Das hat mir gut gefallen:

● Beantragt war die Ehrung schon vor fast zwei Jahren. Warum man sich in Erfurt allerdings so lange Zeit gelassen hat, kann ich nicht erklären. Jetzt ist der „Ehrenbrief des Freistaates Thüringen“ aber vom Ministerpräsidenten unterzeichnet worden und Landrat Dr. Werner Henning hat freundlicherweise die Verleihung übernommen. Mit diesem Ehrenbrief wollten wir das schöpferische und geschichtliche Wirken von Bernhard Rinke in Uder und speziell seine Leistungen bei der Herausgabe von Band 2 unserer Chronik ehren. Bei einer kleinen Feierstunde in unserer Bibliothek habe ich aber auch die vielen anderen Aufgaben skizziert, die Herr Rinke im Laufe seines Lebens in unserer Gemeinde gewirkt hat. Zusätzlich zur Anerkennung mit der Ehren-urkunde hat die Gemeinde auch noch eine materielle Ehrung beigesteuert, um entstandenen Auslagen ausgleichen zu können. Wir hoffen, dass sich der Jubilar (er ist 90 Jahre geworden) gefreut hat.

● Kaum war der letzte Gemeindebote verteilt, meldete sich Frau Pilz und hat mich korrigiert: Es sei ihr gelungen, das Parkettgeschäft in eine gute Zukunft zu führen. Somit wird diese Leistung auch in den nächsten Jahren in Uder angeboten und Frau Piltz ist Ansprechpartne-rin vor Ort. Wir haben dann umgehend Aushänge veranlasst und das Missverständnis aufgeklärt. Ich lasse mich gern korrigieren und wün-sche auch weiterhin immer volle Auftragsbücher und viel Erfolg!

● Die Spendenbereitschaft für die vom Hochwasseropfer betroffenen Familien in Schönau reißt auch nach 3 Monaten nicht ab. Ich möchte jetzt auch keinen Spender besonders erwähnen, aber ich bin schon beeindruckt, wie groß die Hilfsbereitschaft war und noch ist: Allen ein herzliches Dankeschön und Ihr könnt sicher sein; das Geld geht zu 100% nach einen sehr guten Verteilerschlüssel an die Goldengel!  

Aus aktuellem Anlass korrigiert:

● Eine Institution werden wir in unserem Ortsbild vermissen. Axel Thunert hat sein TUI-Reisebüro ganz nach Heiligenstadt verlagert.

● Das Parketgeschäft des viel zu früh verstorbenen Michael Piltz besteht weiter! Frau Piltz hat mich darüber informiert, dass nur noch die Vertragsunterschrift aussteht und dann bleibt das Geschäft in Uder!

● Es gab ja schon immer etwas Zeitverzug bei der Zuteilung der Fördermittel; aber in diesem Jahr war es „nicht normal“! Wir schreiben Oktober und erst jetzt kommen die Förderbescheide! Für die Umgestaltung des Platzes vorm Vereinshaus reichen die Mittel nicht oder wir bekommen erst die Zuteilung, wenn eine andere Gemeinde ihre Förderung zurückgibt.
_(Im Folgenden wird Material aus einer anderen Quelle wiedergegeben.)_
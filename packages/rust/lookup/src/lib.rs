//! External lookup providers.
//!
//! This crate provides:
//! - [`LookupProvider`]: the per-record lookup seam the worker pool calls
//! - [`HttpLookupProvider`]: fetches a vendor support page and extracts the
//!   warranty text with a CSS selector

pub mod http;

use async_trait::async_trait;

use assetenrich_shared::Result;

pub use http::HttpLookupProvider;

/// Looks up the raw warranty text for a single serial number.
///
/// Implementations may be slow or flaky. They must not retry on their own;
/// a failure is reported as [`assetenrich_shared::EnrichError::Lookup`] and
/// the caller decides what to do with it.
#[async_trait]
pub trait LookupProvider: Send + Sync {
    /// Fetch the raw, unparsed date text for `lookup_key`.
    async fn fetch(&self, lookup_key: &str) -> Result<String>;

    /// Human-readable provider name for tracing.
    fn name(&self) -> &str;
}
//! Concurrent enrichment pipeline for assetenrich.
//!
//! This crate ties the pieces of a batch together:
//! - [`queue`]: the shared FIFO workers pull records from
//! - [`pool`]: the fixed-size worker pool and the per-record lookup step
//! - [`failure_log`]: the append-only sink for per-record failures
//! - [`assembler`]: source-ordered results and export rows
//! - [`pipeline`]: end-to-end flows (`run_batch`, `rerun_pending`, export)

pub mod assembler;
pub mod failure_log;
pub mod pipeline;
pub mod pool;
pub mod queue;

pub use assembler::{BatchOutput, assemble};
pub use failure_log::{FailureEntry, FailureLog, FileFailureLog, MemoryFailureLog};
pub use pipeline::{
    BatchContext, BatchProgress, BatchResult, SilentProgress, enrich_records, export_checkpoint,
    renormalize_checkpoint, rerun_pending, run_batch,
};
pub use pool::{PoolConfig, PoolReport, WorkerPool, process_record};
pub use queue::TaskQueue;
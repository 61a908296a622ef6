// Copyright 2026 Shunt Contributors
// SPDX-License-Identifier: Apache-2.0

//! The process-wide stack: descriptor table, tuple index, per-core
//! run-to-completion poll pass, and the inbound dispatcher.
//!
//! Locking discipline (one-way, never nested in reverse):
//!   socket slot -> epoll slot        (event fan-out, epoll_ctl)
//!   socket slot -> index shard       (handlers return IndexOps; the caller
//!                                     applies them after the slot unlocks)
//!   port and bridge locks are taken with no slot lock held.
//! Readiness events are pushed only after the owning socket slot is
//! released, so a wait on another core never deadlocks against a dispatch.

use std::sync::atomic::{AtomicBool, AtomicU32, AtomicUsize, Ordering};
use std::sync::Arc;

use log::{debug, info, trace};
use once_cell::sync::OnceCell;
use parking_lot::Mutex;

use shunt_net::{
    validate_maxevents, EpollEvent, KernelBridge, NetPort, PacketPool, PktBuf, Protocol, RawFd,
    Readiness, SockAddr4, SockError, SockResult, TickSource, Ticks,
};

use crate::classify::{AddrTuple, Classify, ConnRef, IndexOps, TupleIndex};
use crate::config::StackConfig;
use crate::egress::TxSink;
use crate::fd::{DescObj, FdTable};
use crate::socket::{SockState, SocketEntry};
use crate::tcp::{self, TcpTimers};
use crate::udp;
use crate::wire::{self, WireCfg, ETHERTYPE_IPV4, ETH_HDR_LEN, IP_PROTO_TCP, IP_PROTO_UDP};

/// Process-default stack, for the classic init-then-attach usage where one
/// stack serves the whole application.
static DEFAULT_STACK: OnceCell<Arc<Stack>> = OnceCell::new();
Einfach nur ärgerlich. Ausdrücklich ausnehmen bei meiner Kritik muss ich unsere Ansprechpartnerin, Frau Petri, vom Amt in Worbis, die uns immer bestens informiert und kompetent berät.  

 Heute einmal ein paar ausgewählte Zitate vom deutschen Schriftsteller Christian Morgenstern (1871-1914):

Schön ist eigentlich alles, was man mit Liebe betrachtet.

Je mehr jemand die Welt liebt, desto schöner wird er sie finden!

Eine Wahrheit kann erst wirken, wenn der Empfänger reif ist!

Es gibt Menschen, deren einmalige Berührung mit uns für immer den Stachel in uns zurücklässt, ihrer Achtung und Freundschaft wert zu bleiben.

Lachen und Lächeln sind Tor und Pforte, durch die viel Gutes in den Menschen hineinhuschen kann!